┏━━
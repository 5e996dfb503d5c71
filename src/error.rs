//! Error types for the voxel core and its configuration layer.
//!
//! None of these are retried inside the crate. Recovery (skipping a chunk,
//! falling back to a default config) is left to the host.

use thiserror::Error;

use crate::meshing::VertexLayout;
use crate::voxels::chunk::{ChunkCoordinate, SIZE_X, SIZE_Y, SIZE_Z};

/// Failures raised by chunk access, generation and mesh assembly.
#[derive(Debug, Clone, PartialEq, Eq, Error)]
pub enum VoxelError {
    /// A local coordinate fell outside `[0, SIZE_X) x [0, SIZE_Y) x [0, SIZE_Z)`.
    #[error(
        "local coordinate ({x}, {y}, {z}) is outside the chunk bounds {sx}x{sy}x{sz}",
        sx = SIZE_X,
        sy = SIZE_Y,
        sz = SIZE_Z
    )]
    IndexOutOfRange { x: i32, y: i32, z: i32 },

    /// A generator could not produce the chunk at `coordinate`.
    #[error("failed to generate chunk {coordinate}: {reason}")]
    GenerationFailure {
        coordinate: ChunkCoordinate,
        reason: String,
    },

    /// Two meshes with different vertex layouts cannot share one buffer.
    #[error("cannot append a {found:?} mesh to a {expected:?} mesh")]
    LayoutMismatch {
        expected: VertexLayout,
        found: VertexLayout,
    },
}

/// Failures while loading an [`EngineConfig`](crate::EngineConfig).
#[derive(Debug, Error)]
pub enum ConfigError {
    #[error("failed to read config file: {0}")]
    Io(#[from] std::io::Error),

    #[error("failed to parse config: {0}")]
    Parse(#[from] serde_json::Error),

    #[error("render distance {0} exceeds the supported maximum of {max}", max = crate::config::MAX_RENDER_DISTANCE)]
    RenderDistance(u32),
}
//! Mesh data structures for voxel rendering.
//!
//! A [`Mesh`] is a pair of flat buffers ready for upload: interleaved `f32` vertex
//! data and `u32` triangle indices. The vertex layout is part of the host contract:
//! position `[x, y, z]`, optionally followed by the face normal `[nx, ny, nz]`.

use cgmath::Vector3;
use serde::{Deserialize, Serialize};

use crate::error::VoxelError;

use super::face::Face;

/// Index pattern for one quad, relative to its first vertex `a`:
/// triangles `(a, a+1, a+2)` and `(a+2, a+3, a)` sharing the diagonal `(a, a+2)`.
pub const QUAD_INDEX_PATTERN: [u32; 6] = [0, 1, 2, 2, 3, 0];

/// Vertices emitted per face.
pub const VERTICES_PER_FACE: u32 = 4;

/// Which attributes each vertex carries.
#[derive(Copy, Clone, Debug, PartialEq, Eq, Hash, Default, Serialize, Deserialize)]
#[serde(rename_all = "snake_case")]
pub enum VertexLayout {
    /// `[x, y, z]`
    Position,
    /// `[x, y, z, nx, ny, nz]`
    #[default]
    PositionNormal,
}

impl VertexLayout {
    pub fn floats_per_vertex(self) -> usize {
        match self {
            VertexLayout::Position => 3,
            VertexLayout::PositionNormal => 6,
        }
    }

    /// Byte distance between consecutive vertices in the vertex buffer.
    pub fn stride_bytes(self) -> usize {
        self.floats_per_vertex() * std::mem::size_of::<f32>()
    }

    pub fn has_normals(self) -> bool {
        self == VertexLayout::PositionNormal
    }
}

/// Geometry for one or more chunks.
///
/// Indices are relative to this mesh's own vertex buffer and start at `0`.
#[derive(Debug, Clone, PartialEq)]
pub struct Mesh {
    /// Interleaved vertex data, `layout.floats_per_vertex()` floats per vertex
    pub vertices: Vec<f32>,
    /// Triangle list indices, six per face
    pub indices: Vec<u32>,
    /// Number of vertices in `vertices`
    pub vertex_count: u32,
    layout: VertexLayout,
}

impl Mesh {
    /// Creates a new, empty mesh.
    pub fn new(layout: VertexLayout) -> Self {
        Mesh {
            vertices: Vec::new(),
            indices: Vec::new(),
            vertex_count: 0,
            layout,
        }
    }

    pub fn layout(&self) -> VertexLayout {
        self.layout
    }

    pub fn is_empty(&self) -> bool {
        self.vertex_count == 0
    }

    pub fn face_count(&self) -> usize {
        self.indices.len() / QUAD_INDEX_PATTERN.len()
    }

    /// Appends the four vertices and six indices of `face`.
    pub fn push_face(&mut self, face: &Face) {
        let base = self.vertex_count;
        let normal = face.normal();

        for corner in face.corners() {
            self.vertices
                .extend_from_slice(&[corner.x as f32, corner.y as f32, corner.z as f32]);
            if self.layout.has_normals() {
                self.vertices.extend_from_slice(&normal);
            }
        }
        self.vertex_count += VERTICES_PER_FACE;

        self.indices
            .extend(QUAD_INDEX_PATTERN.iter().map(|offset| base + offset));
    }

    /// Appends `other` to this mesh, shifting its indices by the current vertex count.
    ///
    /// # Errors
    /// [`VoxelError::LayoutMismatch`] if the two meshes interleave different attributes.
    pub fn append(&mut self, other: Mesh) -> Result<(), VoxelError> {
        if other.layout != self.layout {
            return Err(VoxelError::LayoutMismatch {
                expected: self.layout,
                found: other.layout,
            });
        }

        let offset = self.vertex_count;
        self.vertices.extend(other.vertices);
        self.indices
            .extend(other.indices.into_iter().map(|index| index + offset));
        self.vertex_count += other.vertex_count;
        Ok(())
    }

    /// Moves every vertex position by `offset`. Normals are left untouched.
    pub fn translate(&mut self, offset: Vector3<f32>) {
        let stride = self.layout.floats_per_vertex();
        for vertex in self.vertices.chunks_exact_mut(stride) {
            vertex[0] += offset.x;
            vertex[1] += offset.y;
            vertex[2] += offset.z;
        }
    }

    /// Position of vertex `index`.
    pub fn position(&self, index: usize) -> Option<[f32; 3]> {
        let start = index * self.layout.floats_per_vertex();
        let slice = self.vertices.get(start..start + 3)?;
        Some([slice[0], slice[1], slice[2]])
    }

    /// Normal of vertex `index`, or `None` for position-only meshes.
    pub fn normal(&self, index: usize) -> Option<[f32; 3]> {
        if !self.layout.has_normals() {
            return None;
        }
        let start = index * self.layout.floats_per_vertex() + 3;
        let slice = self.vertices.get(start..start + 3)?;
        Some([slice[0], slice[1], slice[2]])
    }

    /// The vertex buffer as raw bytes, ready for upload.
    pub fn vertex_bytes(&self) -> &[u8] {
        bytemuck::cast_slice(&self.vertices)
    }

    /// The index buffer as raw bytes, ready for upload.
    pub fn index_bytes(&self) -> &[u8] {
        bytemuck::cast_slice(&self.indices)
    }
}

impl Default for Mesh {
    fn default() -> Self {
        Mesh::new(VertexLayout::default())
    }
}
┗━━
┏━━
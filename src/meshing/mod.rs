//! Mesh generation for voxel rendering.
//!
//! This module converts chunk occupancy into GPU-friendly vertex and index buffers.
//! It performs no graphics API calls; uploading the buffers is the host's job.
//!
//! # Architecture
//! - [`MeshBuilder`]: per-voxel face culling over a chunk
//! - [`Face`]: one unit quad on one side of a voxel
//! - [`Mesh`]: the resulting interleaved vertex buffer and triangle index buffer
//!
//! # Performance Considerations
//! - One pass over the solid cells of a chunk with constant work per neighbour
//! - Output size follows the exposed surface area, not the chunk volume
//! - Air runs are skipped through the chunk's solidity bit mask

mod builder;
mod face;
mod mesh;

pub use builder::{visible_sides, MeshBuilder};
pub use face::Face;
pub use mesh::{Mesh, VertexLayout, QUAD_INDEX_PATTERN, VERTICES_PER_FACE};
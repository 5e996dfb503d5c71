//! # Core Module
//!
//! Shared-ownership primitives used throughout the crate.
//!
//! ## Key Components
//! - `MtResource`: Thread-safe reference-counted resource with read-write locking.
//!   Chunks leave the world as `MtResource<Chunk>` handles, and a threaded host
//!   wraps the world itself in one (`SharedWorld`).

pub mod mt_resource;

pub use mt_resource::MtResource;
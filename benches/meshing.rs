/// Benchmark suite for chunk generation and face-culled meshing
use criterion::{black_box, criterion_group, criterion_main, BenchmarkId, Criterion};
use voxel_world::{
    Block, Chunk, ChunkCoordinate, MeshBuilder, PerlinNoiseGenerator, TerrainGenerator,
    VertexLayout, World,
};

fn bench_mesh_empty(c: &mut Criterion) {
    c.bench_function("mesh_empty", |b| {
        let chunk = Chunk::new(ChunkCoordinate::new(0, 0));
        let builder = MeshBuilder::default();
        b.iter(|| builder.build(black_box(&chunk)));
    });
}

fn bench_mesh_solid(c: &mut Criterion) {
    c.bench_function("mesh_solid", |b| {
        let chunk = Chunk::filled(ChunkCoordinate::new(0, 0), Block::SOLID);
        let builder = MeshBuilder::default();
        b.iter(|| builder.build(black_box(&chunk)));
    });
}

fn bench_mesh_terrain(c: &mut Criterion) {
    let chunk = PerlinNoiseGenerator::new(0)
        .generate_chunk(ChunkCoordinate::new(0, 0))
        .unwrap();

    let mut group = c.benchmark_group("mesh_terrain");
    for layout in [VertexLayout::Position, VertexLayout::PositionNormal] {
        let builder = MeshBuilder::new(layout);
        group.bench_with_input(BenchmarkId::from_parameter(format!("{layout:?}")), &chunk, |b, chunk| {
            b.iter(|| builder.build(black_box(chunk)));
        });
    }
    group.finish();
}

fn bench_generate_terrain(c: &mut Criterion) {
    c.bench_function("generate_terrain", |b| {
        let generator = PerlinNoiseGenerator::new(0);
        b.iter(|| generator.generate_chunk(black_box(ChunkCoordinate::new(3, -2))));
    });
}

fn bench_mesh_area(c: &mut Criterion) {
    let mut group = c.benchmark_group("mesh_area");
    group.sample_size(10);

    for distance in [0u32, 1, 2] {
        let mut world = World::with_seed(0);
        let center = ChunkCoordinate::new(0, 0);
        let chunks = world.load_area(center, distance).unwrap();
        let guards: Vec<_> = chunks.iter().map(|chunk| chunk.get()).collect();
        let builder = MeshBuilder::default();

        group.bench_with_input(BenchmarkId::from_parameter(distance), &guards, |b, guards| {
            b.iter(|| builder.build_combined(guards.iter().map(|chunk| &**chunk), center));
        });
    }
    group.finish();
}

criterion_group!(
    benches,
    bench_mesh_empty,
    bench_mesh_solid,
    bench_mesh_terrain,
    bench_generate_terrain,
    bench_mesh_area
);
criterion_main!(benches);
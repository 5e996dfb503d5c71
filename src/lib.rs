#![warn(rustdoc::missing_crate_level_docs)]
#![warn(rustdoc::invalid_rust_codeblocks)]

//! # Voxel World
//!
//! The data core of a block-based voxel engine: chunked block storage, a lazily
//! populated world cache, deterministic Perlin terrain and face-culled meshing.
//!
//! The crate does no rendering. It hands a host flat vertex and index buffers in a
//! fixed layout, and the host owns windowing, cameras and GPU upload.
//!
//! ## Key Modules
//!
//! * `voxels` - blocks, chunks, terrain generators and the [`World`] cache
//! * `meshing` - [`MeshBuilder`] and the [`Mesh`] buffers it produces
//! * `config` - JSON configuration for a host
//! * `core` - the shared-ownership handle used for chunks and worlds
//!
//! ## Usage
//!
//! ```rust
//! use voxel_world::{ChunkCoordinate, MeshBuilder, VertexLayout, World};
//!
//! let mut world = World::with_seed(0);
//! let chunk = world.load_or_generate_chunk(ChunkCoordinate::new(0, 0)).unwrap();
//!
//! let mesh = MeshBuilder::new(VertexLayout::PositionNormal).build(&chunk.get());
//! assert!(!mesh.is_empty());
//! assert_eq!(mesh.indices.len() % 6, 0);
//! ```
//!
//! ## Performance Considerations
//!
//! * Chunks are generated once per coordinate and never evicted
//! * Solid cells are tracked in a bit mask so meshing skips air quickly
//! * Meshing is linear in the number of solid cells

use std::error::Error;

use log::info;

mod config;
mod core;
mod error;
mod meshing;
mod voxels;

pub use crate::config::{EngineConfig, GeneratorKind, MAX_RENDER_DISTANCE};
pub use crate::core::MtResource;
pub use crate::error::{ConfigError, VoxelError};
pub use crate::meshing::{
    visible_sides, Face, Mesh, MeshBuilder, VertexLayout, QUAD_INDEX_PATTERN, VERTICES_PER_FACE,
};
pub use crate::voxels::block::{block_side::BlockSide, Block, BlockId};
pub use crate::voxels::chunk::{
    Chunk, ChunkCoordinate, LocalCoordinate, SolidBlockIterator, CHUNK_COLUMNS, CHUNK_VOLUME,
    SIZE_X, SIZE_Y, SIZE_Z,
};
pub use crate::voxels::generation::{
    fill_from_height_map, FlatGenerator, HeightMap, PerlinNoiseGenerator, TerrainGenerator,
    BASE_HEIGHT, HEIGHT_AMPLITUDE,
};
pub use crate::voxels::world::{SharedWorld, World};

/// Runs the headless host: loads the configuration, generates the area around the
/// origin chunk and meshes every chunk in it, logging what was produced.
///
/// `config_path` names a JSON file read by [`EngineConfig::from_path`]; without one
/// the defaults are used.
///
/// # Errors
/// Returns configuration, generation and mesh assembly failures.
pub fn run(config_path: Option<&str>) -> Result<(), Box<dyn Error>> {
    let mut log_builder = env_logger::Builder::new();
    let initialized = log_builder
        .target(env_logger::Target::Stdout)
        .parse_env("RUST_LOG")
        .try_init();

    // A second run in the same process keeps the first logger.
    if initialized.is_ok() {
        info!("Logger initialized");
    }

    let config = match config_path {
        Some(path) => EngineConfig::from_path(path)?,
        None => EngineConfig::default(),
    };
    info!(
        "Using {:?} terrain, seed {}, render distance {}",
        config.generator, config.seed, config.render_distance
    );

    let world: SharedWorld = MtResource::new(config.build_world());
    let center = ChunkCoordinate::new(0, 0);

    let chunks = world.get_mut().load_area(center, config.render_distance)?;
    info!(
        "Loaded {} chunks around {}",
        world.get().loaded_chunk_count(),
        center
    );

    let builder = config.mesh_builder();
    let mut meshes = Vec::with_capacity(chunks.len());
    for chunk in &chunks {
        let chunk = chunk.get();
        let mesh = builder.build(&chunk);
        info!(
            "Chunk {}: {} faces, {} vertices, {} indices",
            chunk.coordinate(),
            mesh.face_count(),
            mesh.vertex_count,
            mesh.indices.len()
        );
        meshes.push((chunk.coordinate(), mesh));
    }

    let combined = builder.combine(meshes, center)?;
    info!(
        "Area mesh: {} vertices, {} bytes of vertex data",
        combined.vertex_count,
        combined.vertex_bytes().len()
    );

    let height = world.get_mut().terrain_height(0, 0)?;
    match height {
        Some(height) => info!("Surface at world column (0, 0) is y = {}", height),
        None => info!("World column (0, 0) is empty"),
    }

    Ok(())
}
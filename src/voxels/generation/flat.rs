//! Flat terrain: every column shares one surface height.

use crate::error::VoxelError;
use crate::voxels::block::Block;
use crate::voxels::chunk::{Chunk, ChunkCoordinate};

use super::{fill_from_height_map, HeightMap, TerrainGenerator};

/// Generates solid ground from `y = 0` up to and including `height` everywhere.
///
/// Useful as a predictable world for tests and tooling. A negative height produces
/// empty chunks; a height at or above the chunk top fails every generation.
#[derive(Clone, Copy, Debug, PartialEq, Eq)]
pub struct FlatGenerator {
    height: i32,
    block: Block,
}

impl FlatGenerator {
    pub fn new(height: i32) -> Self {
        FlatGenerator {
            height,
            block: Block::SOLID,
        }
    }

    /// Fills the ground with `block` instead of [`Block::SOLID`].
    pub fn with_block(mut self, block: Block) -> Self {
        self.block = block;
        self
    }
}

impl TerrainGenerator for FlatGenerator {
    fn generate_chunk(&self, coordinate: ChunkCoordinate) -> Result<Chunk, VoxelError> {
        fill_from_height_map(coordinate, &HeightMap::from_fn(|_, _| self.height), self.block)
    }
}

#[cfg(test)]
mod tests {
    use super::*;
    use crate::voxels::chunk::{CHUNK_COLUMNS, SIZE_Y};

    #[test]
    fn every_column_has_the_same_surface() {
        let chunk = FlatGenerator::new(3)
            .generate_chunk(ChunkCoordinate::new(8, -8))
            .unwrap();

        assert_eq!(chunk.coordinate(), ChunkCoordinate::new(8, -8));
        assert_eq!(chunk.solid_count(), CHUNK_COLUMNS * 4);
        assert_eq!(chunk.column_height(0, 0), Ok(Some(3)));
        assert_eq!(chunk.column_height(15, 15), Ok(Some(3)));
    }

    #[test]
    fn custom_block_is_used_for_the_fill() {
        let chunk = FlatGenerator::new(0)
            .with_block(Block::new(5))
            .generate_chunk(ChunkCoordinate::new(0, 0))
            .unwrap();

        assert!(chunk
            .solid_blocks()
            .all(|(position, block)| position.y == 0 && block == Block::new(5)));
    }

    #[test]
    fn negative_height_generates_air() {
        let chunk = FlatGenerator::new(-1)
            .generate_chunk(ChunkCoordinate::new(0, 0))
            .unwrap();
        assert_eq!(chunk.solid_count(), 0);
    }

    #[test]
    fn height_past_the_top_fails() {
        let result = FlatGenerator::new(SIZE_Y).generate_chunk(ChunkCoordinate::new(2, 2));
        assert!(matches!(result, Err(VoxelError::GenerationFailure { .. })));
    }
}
┗━━
◆ Work to be completed:
Only those lines of the entries above that run from the line containing "pub fn vertex_bytes(&self)" to the line containing "impl Default for", both included, should be transcribed exactly.

◆ The answer:
    pub fn vertex_bytes(&self) -> &[u8] {
        bytemuck::cast_slice(&self.vertices)
    }

    /// The index buffer as raw bytes, ready for upload.
    pub fn index_bytes(&self) -> &[u8] {
        bytemuck::cast_slice(&self.indices)
    }
}

impl Default for Mesh {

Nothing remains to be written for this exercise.